“I don’t think that there are any limits to how excellent we could make life seem.
— Jonathan Safran Foer, Everything is Illuminated
Sometimes
I wonder
whether
no matter
how
heartfelt
my words
they are lies
simply
because
of
what
they
do
not
not
say.
My mission
is to to find
truth in beauty
and
beauty in truth.
But
sometimes
the truth is
not
at
all
beautiful.
It is ugly
from
all angles.
Rose-coloured glasses
just
make
the blood
more
red.
As I write
about
#firstworldproblems
swirling
in my own mind,
injustice
unfairness
oppression
and war
is
swirling
in my own world.
The elderly dying alone
The children starving
The families torn apart by
The loss
The grief
The corruption
The violence
Does the wretched reality
of their lives
render
my hopelessly futile thoughts,
my search for
beauty
and
fulfilment,
worthless?
I feel for them,
I try
to imagine
their unfathomable pain,
that could be mine.
But it is not
enough.
Is it?
I cannot touch them.
I cannot change
the world
for the better.
All I have is a conscience
and a keyboard
and a tiny platform
a silent megaphone
words
floating
in a virtual
bubble
flowing from my thoughts
to my fingers
to the screen
into the stratosphere
for people to read
hate
love
judge
absorb
ridicule
live
kill
burst.
We all have stories
and mine
is one of
privilege
and
triviality
and
lyricism
and
omission
but it is still
a story.
Isn't it?
The world is
big
and
small
in equal measure.
We sit
as
tiny
specs
of dust
beneath
the same stars
and
wonder
why.
I wonder why.
Why?
"It was curious to think that the sky was the same for everybody, in Eurasia or Eastasia as well as here.
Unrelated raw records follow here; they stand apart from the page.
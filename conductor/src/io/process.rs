//! Child-process execution with a wall-clock limit and bounded output capture.
//!
//! Both suspension points of an agent (the oracle CLI and the test runner) go
//! through here. On Unix the child leads its own process group and the whole
//! group is killed on timeout, so grandchildren holding the output pipes die
//! with it. Draining the pipes after exit is bounded as well.

use std::io::{ErrorKind, Read, Write};
use std::process::{Child, ChildStdin, Command, ExitStatus, Stdio};
use std::sync::mpsc::{self, Receiver, Sender};
use std::sync::{Arc, Mutex, PoisonError};
use std::thread;
use std::time::{Duration, Instant};

use anyhow::{Context, Result, anyhow};
use tracing::{debug, error, instrument, warn};
use wait_timeout::ChildExt;

/// How long readers may keep draining once the child has exited.
const DRAIN_GRACE: Duration = Duration::from_millis(500);

/// Captured child process output.
#[derive(Debug)]
pub struct CommandOutput {
    pub status: ExitStatus,
    pub stdout: Vec<u8>,
    pub stderr: Vec<u8>,
    /// Bytes discarded past the capture limit (stdout + stderr).
    pub truncated: usize,
    pub timed_out: bool,
}

impl CommandOutput {
    pub fn success(&self) -> bool {
        !self.timed_out && self.status.success()
    }

    pub fn stdout_text(&self) -> String {
        String::from_utf8_lossy(&self.stdout).into_owned()
    }

    pub fn stderr_text(&self) -> String {
        String::from_utf8_lossy(&self.stderr).into_owned()
    }

    /// Stdout followed by stderr, with notices for truncation and timeout.
    pub fn combined(&self) -> String {
        let mut buf = self.stdout_text();
        if !self.stderr.is_empty() {
            if !buf.is_empty() && !buf.ends_with('\n') {
                buf.push('\n');
            }
            buf.push_str(&self.stderr_text());
        }
        if self.truncated > 0 {
            buf.push_str(&format!("\n[output truncated {} bytes]", self.truncated));
        }
        if self.timed_out {
            buf.push_str("\n[process timed out]");
        }
        buf
    }
}

#[derive(Debug, Default)]
struct Captured {
    bytes: Vec<u8>,
    dropped: usize,
}

type SharedCapture = Arc<Mutex<Captured>>;

/// Run `cmd` to completion or until `timeout` elapses, whichever is first.
///
/// Stdout and stderr are drained on reader threads started before any input
/// is written, and stdin is fed from its own thread, so a child that writes
/// before reading cannot deadlock against us. At most `output_limit_bytes`
/// of each stream is kept. A timed-out child is killed and reported with
/// `timed_out = true` rather than as an error.
#[instrument(skip_all, fields(program = ?cmd.get_program(), timeout_secs = timeout.as_secs()))]
pub fn run_command_with_timeout(
    mut cmd: Command,
    stdin: Option<&[u8]>,
    timeout: Duration,
    output_limit_bytes: usize,
) -> Result<CommandOutput> {
    cmd.stdin(if stdin.is_some() {
        Stdio::piped()
    } else {
        Stdio::null()
    });
    cmd.stdout(Stdio::piped()).stderr(Stdio::piped());
    #[cfg(unix)]
    {
        use std::os::unix::process::CommandExt;
        cmd.process_group(0);
    }

    debug!("spawning child process");
    let mut child = cmd.spawn().map_err(|err| {
        error!(err = %err, "failed to spawn command");
        anyhow!(err).context(format!("spawn {:?}", cmd.get_program()))
    })?;

    let stdout = child
        .stdout
        .take()
        .ok_or_else(|| anyhow!("stdout was not piped"))?;
    let stderr = child
        .stderr
        .take()
        .ok_or_else(|| anyhow!("stderr was not piped"))?;
    let (done_tx, done_rx) = mpsc::channel();
    let stdout_capture = spawn_reader(stdout, output_limit_bytes, done_tx.clone());
    let stderr_capture = spawn_reader(stderr, output_limit_bytes, done_tx);

    if let Some(input) = stdin {
        let pipe = child
            .stdin
            .take()
            .ok_or_else(|| anyhow!("stdin was not piped"))?;
        spawn_writer(pipe, input.to_vec());
    }

    let mut timed_out = false;
    let status = match child.wait_timeout(timeout).context("wait for command")? {
        Some(status) => status,
        None => {
            warn!(timeout_secs = timeout.as_secs(), "command timed out, killing");
            timed_out = true;
            kill_process_tree(&mut child)?;
            child.wait().context("wait command after kill")?
        }
    };

    if !wait_drained(&done_rx, 2, DRAIN_GRACE) {
        // Something outside the child still holds a pipe open.
        kill_process_group(&child);
        if !wait_drained(&done_rx, 2, DRAIN_GRACE) {
            warn!("output pipes still open after exit, abandoning readers");
        }
    }

    let (stdout, stdout_dropped) = take_capture(&stdout_capture);
    let (stderr, stderr_dropped) = take_capture(&stderr_capture);
    let truncated = stdout_dropped + stderr_dropped;
    if truncated > 0 {
        warn!(truncated, "command output truncated");
    }

    debug!(exit_code = ?status.code(), timed_out, "command finished");
    Ok(CommandOutput {
        status,
        stdout,
        stderr,
        truncated,
        timed_out,
    })
}

fn spawn_reader<R: Read + Send + 'static>(
    mut reader: R,
    limit: usize,
    done: Sender<()>,
) -> SharedCapture {
    let capture = SharedCapture::default();
    let shared = Arc::clone(&capture);
    thread::spawn(move || {
        let mut chunk = [0u8; 8192];
        loop {
            let n = match reader.read(&mut chunk) {
                Ok(0) => break,
                Ok(n) => n,
                Err(err) if err.kind() == ErrorKind::Interrupted => continue,
                Err(err) => {
                    warn!(err = %err, "read output");
                    break;
                }
            };
            let mut captured = shared.lock().unwrap_or_else(PoisonError::into_inner);
            let keep = n.min(limit.saturating_sub(captured.bytes.len()));
            captured.bytes.extend_from_slice(&chunk[..keep]);
            captured.dropped += n - keep;
        }
        let _ = done.send(());
    });
    capture
}

/// Feed `input` to the child. A child that exits without draining stdin is
/// not an error here; its exit status tells the caller what happened.
fn spawn_writer(mut pipe: ChildStdin, input: Vec<u8>) {
    thread::spawn(move || {
        if let Err(err) = pipe.write_all(&input)
            && err.kind() != ErrorKind::BrokenPipe
        {
            warn!(err = %err, "write stdin");
        }
    });
}

/// Wait until `expected` readers report EOF or `grace` passes.
fn wait_drained(done: &Receiver<()>, expected: usize, grace: Duration) -> bool {
    let deadline = Instant::now() + grace;
    let mut remaining = expected;
    while remaining > 0 {
        let Some(left) = deadline.checked_duration_since(Instant::now()) else {
            return false;
        };
        if done.recv_timeout(left).is_err() {
            return false;
        }
        remaining -= 1;
    }
    true
}

fn take_capture(capture: &SharedCapture) -> (Vec<u8>, usize) {
    let mut captured = capture.lock().unwrap_or_else(PoisonError::into_inner);
    let dropped = captured.dropped;
    (std::mem::take(&mut captured.bytes), dropped)
}

fn kill_process_tree(child: &mut Child) -> Result<()> {
    kill_process_group(child);
    match child.kill() {
        Ok(()) => Ok(()),
        // Already reaped by the group kill.
        Err(err) if err.kind() == ErrorKind::InvalidInput => Ok(()),
        Err(err) => Err(err).context("kill command"),
    }
}

#[cfg(unix)]
fn kill_process_group(child: &Child) {
    use nix::sys::signal::{Signal, killpg};
    use nix::unistd::Pid;

    let Ok(pid) = i32::try_from(child.id()) else {
        return;
    };
    if let Err(err) = killpg(Pid::from_raw(pid), Signal::SIGKILL) {
        debug!(err = %err, "kill process group");
    }
}

#[cfg(not(unix))]
fn kill_process_group(_child: &Child) {}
And the people under the sky were also very much the same—everywhere, all over the world, hundreds or thousands of millions of people just like this, people ignorant of one another’s existence, held apart by walls of hatred and lies, and yet almost exactly the same—people who had never learned to think but were storing up in their hearts and bellies and muscles the power that would one day overturn the world."
— George Orwell, 1984
These paintings of a Starry Night were created by Vincent Van Gogh and Alex Ruiz, respectively.